Today, February 1st, is the 120th anniversary of the establishment of the United States Forest Service under the Department of Agriculture, by President Theodore Roosevelt in 1905. I am posting this short message today, not just because of the Forest Service anniversary, but because this year, possibly more than any year since, our national forests, grasslands, and even our national parks are under attack. They are under attack from the same forces that Teddy Roosevelt and it's first Chief, Gifford Pinchot sought to protect our public lands from in 1905.
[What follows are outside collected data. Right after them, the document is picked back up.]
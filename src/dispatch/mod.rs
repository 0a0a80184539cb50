//! Synchronization of pending change events to a consumer.

/// Cycle logic and the notification sink contract.
pub mod dispatcher;
/// Background thread driving dispatch cycles.
pub mod worker;

pub use dispatcher::{
    CancelToken, CycleOutcome, DispatchConfig, DispatchState, FnNotificationSink,
    NotificationSink, NotifyError, SyncDispatcher, SyncStatus,
};
pub use worker::{SyncWorker, WorkerConfig};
I am a life-long conservative, by every definition of the word. I am not a Republican nor a Democrat, but I will always vote for the person, regardless of affiliation, who most closely supports the things that I believe in. Do not even dare to accuse me of being anything but conservative. I was supporting Ronald Reagan when most of today’s legislators were still in diapers back in 1968. But I am also a conservationist and have been so even longer, when I decided my goal in life was to become the career that I lived and loved for twenty-six years as a Ranger. And I also believe that our government at both the state and federal level has become too big, too unwieldy, and too intrusive in our daily lives. It has also become too expensive for its own system to support. That much I can agree on with those who were attacking our public lands, however there is a group in Congress that is using the new administration’s push to reduce government spending as justification to gut our land management partners, specifically the US Forest Service and the Bureau of Land Management. During the first Trump administration, the same representatives from Utah and other Western states attempted to eliminate the division of law enforcement and investigations within the Forest Service, and even in the past month the Supreme Court of the United States ruled against another Utah-based lawsuit that tried to force the BLM to transfer the lands it manages in the beehive state to state control. These attacks have continued, and they always seem to originate with the Utah and Nevada delegations.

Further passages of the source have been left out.